SAĞLIK-SEN Problemleri ve Tahlil Tekliflerini deklare etti

accur

New member
Sağlık-Sen İzmir 2 Nolu Şube Lideri Ekrem Özdemir, sıhhatte yaşanan sorun ve sorunların devam etmesinin sıhhat sisteminin geleceği ismine değerli riskler içerdiğini vurguladı.

Sağlık-Sen İzmir 2 Nolu Şube Lideri Ekrem Özdemir, yazılı bir basın açıklaması yaparak hem 14 Mart tıp bayramını kutladı birebir vakitte sıhhatte yaşanan sorun ve tahlil tekliflerini paylaştı.

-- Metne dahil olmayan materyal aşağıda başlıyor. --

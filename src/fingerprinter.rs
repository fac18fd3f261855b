//! Acoustic fingerprinting tap.
//!
//! The pipeline offers every output block to its fingerprinter for as long as it asks for more.
//! `ChromaprintFingerprinter` feeds `rusty-chromaprint`, which resamples to 11025 Hz mono
//! internally, and stops asking after two minutes of audio.

use base64::Engine;
use base64::engine::general_purpose::URL_SAFE_NO_PAD;
use rusty_chromaprint::{Configuration, Fingerprinter as Chromaprint};

use crate::error::{Error, Result};

/// Rate chromaprint analyses at.
pub const FINGERPRINT_SAMPLE_RATE: u32 = 11_025;

/// Audio considered for one fingerprint, in seconds.
pub const FINGERPRINT_DURATION: u32 = 120;

/// Minimum audio before a fingerprint can be calculated, in seconds.
pub const MIN_FINGERPRINT_DURATION: u32 = 7;

pub trait Fingerprinter {
    /// Whether more frames would change the result.
    fn needs_frames(&self) -> bool;

    /// Feed interleaved frames in the pipeline's destination format.
    fn new_frames(&mut self, samples: &[i16]) -> Result<()>;

    /// Finish the analysis. Further frames are refused afterwards.
    fn calculate_fingerprint(&mut self) -> Result<Fingerprint>;
}

/// A calculated fingerprint.
#[derive(Debug, Clone, PartialEq, Eq)]
pub struct Fingerprint {
    pub raw: Vec<u32>,
    /// Seconds of audio the fingerprint covers.
    pub duration: u32,
}

impl Fingerprint {
    /// URL-safe base64 of the little-endian raw fingerprint.
    pub fn to_base64(&self) -> String {
        let bytes: Vec<u8> = self.raw.iter().flat_map(|v| v.to_le_bytes()).collect();
        URL_SAFE_NO_PAD.encode(bytes)
    }
}

pub struct ChromaprintFingerprinter {
    inner: Chromaprint,
    sample_rate: u32,
    channel_count: u16,
    frames_processed: u64,
    finished: bool,
}

impl ChromaprintFingerprinter {
    pub fn new(sample_rate: u32, channel_count: u16) -> Result<Self> {
        let config = Configuration::preset_test2();
        let mut inner = Chromaprint::new(&config);
        inner
            .start(sample_rate, channel_count as u32)
            .map_err(|err| {
                Error::unsupported(format!(
                    "fingerprinting {channel_count} channels at {sample_rate} Hz: {err}"
                ))
            })?;

        Ok(Self {
            inner,
            sample_rate,
            channel_count,
            frames_processed: 0,
            finished: false,
        })
    }

    fn frames_needed_total(&self) -> u64 {
        self.sample_rate as u64 * FINGERPRINT_DURATION as u64
    }

    pub fn can_calculate(&self) -> bool {
        self.frames_processed > self.sample_rate as u64 * MIN_FINGERPRINT_DURATION as u64
    }
}

impl Fingerprinter for ChromaprintFingerprinter {
    fn needs_frames(&self) -> bool {
        !self.finished && self.frames_processed < self.frames_needed_total()
    }

    fn new_frames(&mut self, samples: &[i16]) -> Result<()> {
        if self.finished {
            return Err(Error::programmer("fingerprint already calculated"));
        }
        let channels = self.channel_count.max(1) as usize;
        let remaining = self
            .frames_needed_total()
            .saturating_sub(self.frames_processed) as usize;
        let frames = (samples.len() / channels).min(remaining);
        if frames == 0 {
            return Ok(());
        }

        self.inner.consume(&samples[..frames * channels]);
        self.frames_processed += frames as u64;
        Ok(())
    }

    fn calculate_fingerprint(&mut self) -> Result<Fingerprint> {
        if self.finished {
            return Err(Error::programmer("fingerprint already calculated"));
        }
        if !self.can_calculate() {
            return Err(Error::msg(format!(
                "not enough samples to calculate fingerprint ({} frames at {} Hz)",
                self.frames_processed, self.sample_rate
            )));
        }

        self.finished = true;
        self.inner.finish();
        let raw = self.inner.fingerprint().to_vec();
        if raw.is_empty() {
            return Err(Error::msg("chromaprint produced an empty fingerprint"));
        }
        Ok(Fingerprint {
            raw,
            duration: (self.frames_processed / self.sample_rate as u64) as u32,
        })
    }
}

#[cfg(test)]
mod tests {
    use super::*;

    fn tone(seconds: u32, rate: u32) -> Vec<i16> {
        (0..seconds * rate)
            .map(|i| {
                let t = i as f64 / rate as f64;
                let f = 220.0 + 110.0 * (t * 0.5).floor();
                ((2.0 * std::f64::consts::PI * f * t).sin() * 12_000.0) as i16
            })
            .collect()
    }

    #[test]
    fn refuses_to_calculate_from_too_little_audio() -> Result<()> {
        let mut fingerprinter = ChromaprintFingerprinter::new(FINGERPRINT_SAMPLE_RATE, 1)?;
        fingerprinter.new_frames(&tone(2, FINGERPRINT_SAMPLE_RATE))?;
        assert!(!fingerprinter.can_calculate());
        assert!(fingerprinter.calculate_fingerprint().is_err());
        Ok(())
    }

    #[test]
    fn stops_asking_after_the_fingerprint_window() -> Result<()> {
        let rate = FINGERPRINT_SAMPLE_RATE;
        let mut fingerprinter = ChromaprintFingerprinter::new(rate, 1)?;
        let second = vec![0i16; rate as usize];
        for _ in 0..FINGERPRINT_DURATION - 1 {
            fingerprinter.new_frames(&second)?;
        }
        assert!(fingerprinter.needs_frames());

        fingerprinter.new_frames(&second)?;
        assert!(!fingerprinter.needs_frames());
        fingerprinter.new_frames(&second)?;
        assert_eq!(
            fingerprinter.frames_processed,
            rate as u64 * FINGERPRINT_DURATION as u64
        );
        Ok(())
    }

    #[test]
    fn fingerprints_a_tone_sequence() -> Result<()> {
        let mut fingerprinter = ChromaprintFingerprinter::new(FINGERPRINT_SAMPLE_RATE, 1)?;
        fingerprinter.new_frames(&tone(10, FINGERPRINT_SAMPLE_RATE))?;

        let fingerprint = fingerprinter.calculate_fingerprint()?;
        assert!(!fingerprinter.needs_frames());
        assert!(fingerprinter.calculate_fingerprint().is_err());
        assert_eq!(fingerprint.duration, 10);
        assert!(!fingerprint.raw.is_empty());
        assert_eq!(
            fingerprint.to_base64().len(),
            (fingerprint.raw.len() * 4 * 4).div_ceil(3)
        );
        Ok(())
    }
}
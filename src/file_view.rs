//! Buffered, cancellable random-access reads over a file.
//!
//! `FileView` keeps exactly one cached block in memory. Callers ask for "at least `size` bytes
//! starting at `position`"; if the cached block already covers that window the call returns
//! immediately, otherwise the old block is dropped and a new one is read.
//!
//! The read is the only suspension point of a decode step, so it is raced against the caller's
//! `CancellationToken`, and a token that has already fired is reported even when the window is
//! cached. A cancelled read leaves the view with no cached block (never a half-filled one); a
//! cache hit under a fired token keeps its block.

use std::io::{ErrorKind, SeekFrom};
use std::path::Path;

use tokio::io::{AsyncRead, AsyncReadExt, AsyncSeek, AsyncSeekExt};
use tokio_util::sync::CancellationToken;
use tracing::{trace, warn};

use crate::error::{Error, Result};

/// How many times a read that failed with a transient error is retried.
const MAX_READ_ATTEMPTS: usize = 5;

/// Outcome of `FileView::read_block_of_size_at`.
#[derive(Debug, Clone, Copy, PartialEq, Eq)]
pub enum ReadStatus {
    /// The requested window is cached and addressable.
    Ready,
    /// The cancellation token fired before the read finished.
    Cancelled,
}

/// A single-block cache over a seekable async byte source.
pub struct FileView<R> {
    source: R,
    file_len: u64,
    buffer: Option<Vec<u8>>,
    start: u64,
    end: u64,
}

impl FileView<tokio::fs::File> {
    /// Open a file on disk.
    pub async fn open(path: impl AsRef<Path>) -> Result<Self> {
        let file = tokio::fs::File::open(path.as_ref()).await?;
        let file_len = file.metadata().await?.len();
        Ok(Self::new(file, file_len))
    }
}

impl<R> FileView<R>
where
    R: AsyncRead + AsyncSeek + Unpin,
{
    /// Wrap an already-open source of `file_len` bytes.
    pub fn new(source: R, file_len: u64) -> Self {
        Self {
            source,
            file_len,
            buffer: None,
            start: 0,
            end: 0,
        }
    }

    /// Total length of the backing file in bytes.
    pub fn len(&self) -> u64 {
        self.file_len
    }

    pub fn is_empty(&self) -> bool {
        self.file_len == 0
    }

    /// Absolute file offset of the first cached byte.
    pub fn start(&self) -> u64 {
        self.start
    }

    /// Absolute file offset one past the last cached byte.
    pub fn end(&self) -> u64 {
        self.end
    }

    /// The whole cached block.
    pub fn block(&self) -> Result<&[u8]> {
        self.buffer
            .as_deref()
            .ok_or_else(|| Error::programmer("no block available"))
    }

    /// The cached block starting `offset` bytes after `start()`.
    pub fn block_at_offset(&self, offset: usize) -> Result<&[u8]> {
        let block = self.block()?;
        block.get(offset..).ok_or_else(|| {
            Error::programmer(format!(
                "offset {offset} is outside the cached block of {} bytes",
                block.len()
            ))
        })
    }

    /// The cached block starting at absolute file offset `position`.
    pub fn block_at_position(&self, position: u64) -> Result<&[u8]> {
        if position < self.start {
            return Err(Error::programmer(format!(
                "position {position} precedes cached block start {}",
                self.start
            )));
        }
        self.block_at_offset((position - self.start) as usize)
    }

    /// Ensure at least `size` bytes starting at `position` are cached (clamped to the file).
    ///
    /// `padding_factor_hint` (values <= 1 mean "no padding") lets callers over-read so that
    /// subsequent sequential requests hit the cache.
    pub async fn read_block_of_size_at(
        &mut self,
        size: u64,
        position: u64,
        cancellation_token: &CancellationToken,
        padding_factor_hint: f64,
    ) -> Result<ReadStatus> {
        if cancellation_token.is_cancelled() {
            return Ok(ReadStatus::Cancelled);
        }

        let padding_factor = if padding_factor_hint.is_finite() && padding_factor_hint > 1.0 {
            padding_factor_hint
        } else {
            1.0
        };

        if self.file_len == 0 {
            self.buffer = Some(Vec::new());
            self.start = 0;
            self.end = 0;
            return Ok(ReadStatus::Ready);
        }

        let start = position.min(self.file_len - 1);
        let end = start.saturating_add(size).min(self.file_len);

        if self.buffer.is_some() && self.start <= start && end <= self.end {
            return Ok(ReadStatus::Ready);
        }

        let padded_size = (size as f64 * padding_factor).ceil() as u64;
        let end = start.saturating_add(padded_size).min(self.file_len);

        // Drop the old block first: if this future is cancelled or dropped midway, the view
        // must not claim to cover a window it no longer holds.
        self.buffer = None;
        self.start = 0;
        self.end = 0;

        let mut attempt = 0;
        loop {
            attempt += 1;
            let result = tokio::select! {
                biased;
                _ = cancellation_token.cancelled() => return Ok(ReadStatus::Cancelled),
                result = read_range(&mut self.source, start, end) => result,
            };

            match result {
                Ok(bytes) => {
                    trace!(start, end = start + bytes.len() as u64, "file view block read");
                    self.start = start;
                    self.end = start + bytes.len() as u64;
                    self.buffer = Some(bytes);
                    return Ok(ReadStatus::Ready);
                }
                Err(err) if is_retryable(&err) && attempt < MAX_READ_ATTEMPTS => {
                    warn!(attempt, error = %err, "retrying file view read");
                }
                Err(err) => return Err(err.into()),
            }
        }
    }
}

async fn read_range<R>(source: &mut R, start: u64, end: u64) -> std::io::Result<Vec<u8>>
where
    R: AsyncRead + AsyncSeek + Unpin,
{
    source.seek(SeekFrom::Start(start)).await?;

    let len = end.saturating_sub(start);
    let mut bytes = Vec::with_capacity(len as usize);
    source.take(len).read_to_end(&mut bytes).await?;
    Ok(bytes)
}

fn is_retryable(err: &std::io::Error) -> bool {
    matches!(err.kind(), ErrorKind::Interrupted | ErrorKind::WouldBlock)
}
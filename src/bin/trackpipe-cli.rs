use anyhow::{Context, Result, bail};
use clap::Parser;
use hound::{SampleFormat, WavSpec, WavWriter};
use serde::Serialize;
use tokio_util::sync::CancellationToken;
use tracing::level_filters::LevelFilter;

use std::fs::File;
use std::io::BufWriter;
use std::path::PathBuf;

use trackpipe::crossfader::Crossfader;
use trackpipe::effects::{EffectSpec, Effects};
use trackpipe::fingerprinter::ChromaprintFingerprinter;
use trackpipe::logging;
use trackpipe::loudness::{LoudnessAnalyzer, LoudnessOpts};
use trackpipe::{AudioProcessingPipeline, DecodeStep, OutputSpec, open_track};

#[tokio::main(flavor = "current_thread")]
async fn main() -> Result<()> {
    let params = Params::parse();
    logging::init_with_default(match params.verbose {
        0 => LevelFilter::ERROR,
        1 => LevelFilter::INFO,
        2 => LevelFilter::DEBUG,
        _ => LevelFilter::TRACE,
    });

    let summary = run(&params).await?;
    println!("{}", serde_json::to_string_pretty(&summary)?);
    Ok(())
}

#[derive(Parser, Debug)]
#[command(name = "trackpipe")]
#[command(about = "Decode, process and analyze an audio track")]
struct Params {
    /// Track to decode (mp3 or wav).
    #[arg(short = 'i', long = "input")]
    pub input: PathBuf,

    /// Write the processed audio as a 32-bit float WAV file.
    #[arg(short = 'o', long = "output")]
    pub output: Option<PathBuf>,

    #[arg(short = 'r', long = "sample-rate", default_value_t = 48_000)]
    pub sample_rate: u32,

    #[arg(short = 'c', long = "channels", default_value_t = 2)]
    pub channels: u16,

    /// Seconds of audio per processed buffer.
    #[arg(short = 'b', long = "buffer-time", default_value_t = 0.2)]
    pub buffer_time: f64,

    /// Start decoding this many seconds into the track.
    #[arg(short = 's', long = "start")]
    pub start: Option<f64>,

    /// JSON file with a list of effects, e.g. `[{"name": "bass-boost", "effectSize": 0.5}]`.
    #[arg(short = 'e', long = "effects")]
    pub effects: Option<PathBuf>,

    #[arg(long = "normalize", default_value_t = false)]
    pub normalize: bool,

    /// Leave buffers classified as silent out of the output file.
    #[arg(long = "trim-silence", default_value_t = false)]
    pub trim_silence: bool,

    /// Crossfade duration in seconds (fade-out at the end of the track).
    #[arg(long = "crossfade", default_value_t = 0.0)]
    pub crossfade: f64,

    #[arg(long = "fade-in", default_value_t = false)]
    pub fade_in: bool,

    /// Resume loudness measurement from a state file written by `--loudness-state-out`.
    #[arg(long = "loudness-state-in")]
    pub loudness_state_in: Option<PathBuf>,

    #[arg(long = "loudness-state-out")]
    pub loudness_state_out: Option<PathBuf>,

    #[arg(long = "fingerprint", default_value_t = false)]
    pub fingerprint: bool,

    /// Raise the default log level (repeatable). `TRACKPIPE_LOG` takes precedence.
    #[arg(short = 'v', long = "verbose", action = clap::ArgAction::Count)]
    pub verbose: u8,
}

#[derive(Debug, Default, Serialize)]
struct Summary {
    codec: String,
    source_sample_rate: u32,
    source_channels: u16,
    duration: f64,
    buffers: usize,
    silent_buffers: usize,
    frames_written: u64,
    start_time: f64,
    end_time: f64,
    #[serde(skip_serializing_if = "Option::is_none")]
    fingerprint: Option<String>,
}

async fn run(params: &Params) -> Result<Summary> {
    let token = CancellationToken::new();
    let Some(mut track) = open_track(&params.input, &token).await? else {
        bail!("opening {} was cancelled", params.input.display());
    };
    let metadata = track.metadata.clone();

    let mut opts = track.pipeline_opts(params.sample_rate, params.channels, params.buffer_time)?;
    if let Some(path) = &params.effects {
        let json = std::fs::read_to_string(path)
            .with_context(|| format!("failed to read effects from {}", path.display()))?;
        let specs: Vec<EffectSpec> =
            serde_json::from_str(&json).context("failed to parse effects")?;
        opts.effects = Effects::from_specs(&specs);
    }

    let saved_state = params
        .loudness_state_in
        .as_ref()
        .map(|path| {
            std::fs::read(path)
                .with_context(|| format!("failed to read loudness state {}", path.display()))
        })
        .transpose()?;

    if params.loudness_state_out.is_some() || saved_state.is_some() {
        let mut analyzer = LoudnessAnalyzer::default();
        if let Some(state) = &saved_state {
            analyzer.initialize_from_serialized_state(state)?;
        }
        opts.loudness_analyzer = Some(analyzer);
    }

    if params.normalize || params.trim_silence {
        let mut normalizer = LoudnessAnalyzer::new(LoudnessOpts {
            normalization_enabled: params.normalize,
            silence_trimming_enabled: params.trim_silence,
            ..LoudnessOpts::default()
        });
        if let Some(state) = &saved_state {
            normalizer.initialize_from_serialized_state(state)?;
        }
        opts.loudness_normalizer = Some(normalizer);
    }

    if params.crossfade > 0.0 {
        let mut crossfader = Crossfader::new(params.crossfade);
        crossfader.set_fade_in_enabled(params.fade_in);
        opts.crossfader = Some(crossfader);
    }

    if params.fingerprint {
        opts.fingerprinter = Some(Box::new(ChromaprintFingerprinter::new(
            params.sample_rate,
            params.channels,
        )?));
    }

    let mut writer = match &params.output {
        Some(path) => {
            let spec = WavSpec {
                channels: params.channels,
                sample_rate: params.sample_rate,
                bits_per_sample: 32,
                sample_format: SampleFormat::Float,
            };
            let file = BufWriter::new(File::create(path)?);
            Some(WavWriter::new(file, spec).context("failed to create output wav")?)
        }
        None => None,
    };
    let output_spec = if writer.is_some() {
        OutputSpec::Allocate
    } else {
        OutputSpec::Discard
    };

    let mut pipeline = AudioProcessingPipeline::new(opts)?;
    let mut summary = Summary {
        codec: metadata.codec.to_string(),
        source_sample_rate: metadata.sample_rate,
        source_channels: metadata.channel_count,
        duration: metadata.duration,
        ..Summary::default()
    };

    let mut position = metadata.data_start;
    if let Some(start) = params.start {
        let point = pipeline.seek(&metadata, start)?;
        summary.start_time = point.time;
        position = point.offset;
    }
    loop {
        let step = pipeline
            .decode_from_file_view_at_offset(
                &mut track.file_view,
                position,
                &metadata,
                &token,
                output_spec.clone(),
                1.0,
            )
            .await?;
        let DecodeStep::Advanced(consumed) = step else {
            bail!("decoding was cancelled at file offset {position}");
        };
        position += consumed;

        if !pipeline.has_filled_buffer() {
            break;
        }
        let buffer = pipeline.consume_filled_buffer()?;
        summary.buffers += 1;
        summary.end_time = buffer.end_time;
        if buffer.loudness_info.is_entirely_silent {
            summary.silent_buffers += 1;
            if params.trim_silence {
                continue;
            }
        }

        if let (Some(writer), Some(channels)) = (writer.as_mut(), buffer.channel_data.as_ref()) {
            for i in 0..buffer.length {
                for channel in channels {
                    writer.write_sample(channel[i])?;
                }
            }
            summary.frames_written += buffer.length as u64;
        }
    }

    if let Some(writer) = writer {
        writer.finalize().context("failed to finalize output wav")?;
    }

    if let Some(path) = &params.loudness_state_out {
        if let Some(state) = pipeline.serialize_loudness_state()? {
            std::fs::write(path, state)
                .with_context(|| format!("failed to write loudness state {}", path.display()))?;
        }
    }

    if params.fingerprint {
        summary.fingerprint = pipeline
            .calculate_fingerprint()?
            .map(|fingerprint| fingerprint.to_base64());
    }

    pipeline.destroy()?;
    Ok(summary)
}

Özdemir, “Sağlık çalışanları; çok iş yükü, fiyat adaletsizliği, sistemsiz ve uzun çalışma müddetleri, malpraktis ve şiddet üzere sıkıntılarla uzunca bir vakitten beri uğraş ediyor. Bunun yanında, pandemi ile iş yükü kat be kat artan sıhhat çalışanları, insanımıza şifa dağıtmak için insanüstü bir uğraşla çalıştı ve hala de bu türlü çalışmaktadır. Şunu net bir biçimde söz edebiliriz ki salgın bizlere ülkemizde kısıtlı insan gücü ile yüksek seviyede sıhhat hizmeti sunulduğunu gösterdi. olağan olarak bu sıhhat çalışanlarının üstün fedakarlığıyla oldu. Fakat gelinen son noktada, bunun bu türlü sürdürülebilir olmadığı açıkça ortada. Bugün kamuda bakılırsavli başta tabipler olmak üzere sıhhat çalışanları tek tek istifa etmekte, sıhhat hizmetlerinin sunumunda kıymetli zahmetler yaşanmaktadır. Problemlerin ve külfetlerin devam etmesi Türkiye “sağlık sisteminin” geleceği ismine değerli riskler içermektedir. Sıhhat çalışanlarının meselelerinin temelinde istihdam yetersizliğinin kıymetli rol oynadığı ise bilinen bir gerçektir. Bu sorun, fiyat yetersizliği ve adaletsizliği ile desteklendiğinde ise ortasından çıkılmaz bir hale dönüşmektedir. Buna rağmen başta doktorlar olmak üzere sıhhat işçileri devayı özel dala yahut yurt dışına gitmekte bulmaktadır” dedi.

Özdemir açıklamasında şu tabirlere yer verdi:

“Ülkemizdeki sıhhat hizmetindeki istihdam yetersizliğini daha uygun anlatabilmek ismine; tabibe müracaat sayısı şimdi ülkemizle birebir olan Almanya ile bir kıyaslama yapmak istiyorum.

Almanya’nın Türkiye’ye göre hemşire ve ebe sayısı yaklaşık 4.4, doktor sayısı ise yaklaşık 2.2 kat daha fazladır. Bu demektir ki, Türkiye’de hemşire ve ebeler 4.4, doktorlar ise 2.2 kat daha fazla çalışmaktadırlar. Benzeri durum öteki sıhhat işçisi için de geçerlidir. Ayrıyeten, ülkemiz hemşire ve ebe sayısı bakımdan AB ve OECD ülkeleri içinde son sırada yer almaktadır.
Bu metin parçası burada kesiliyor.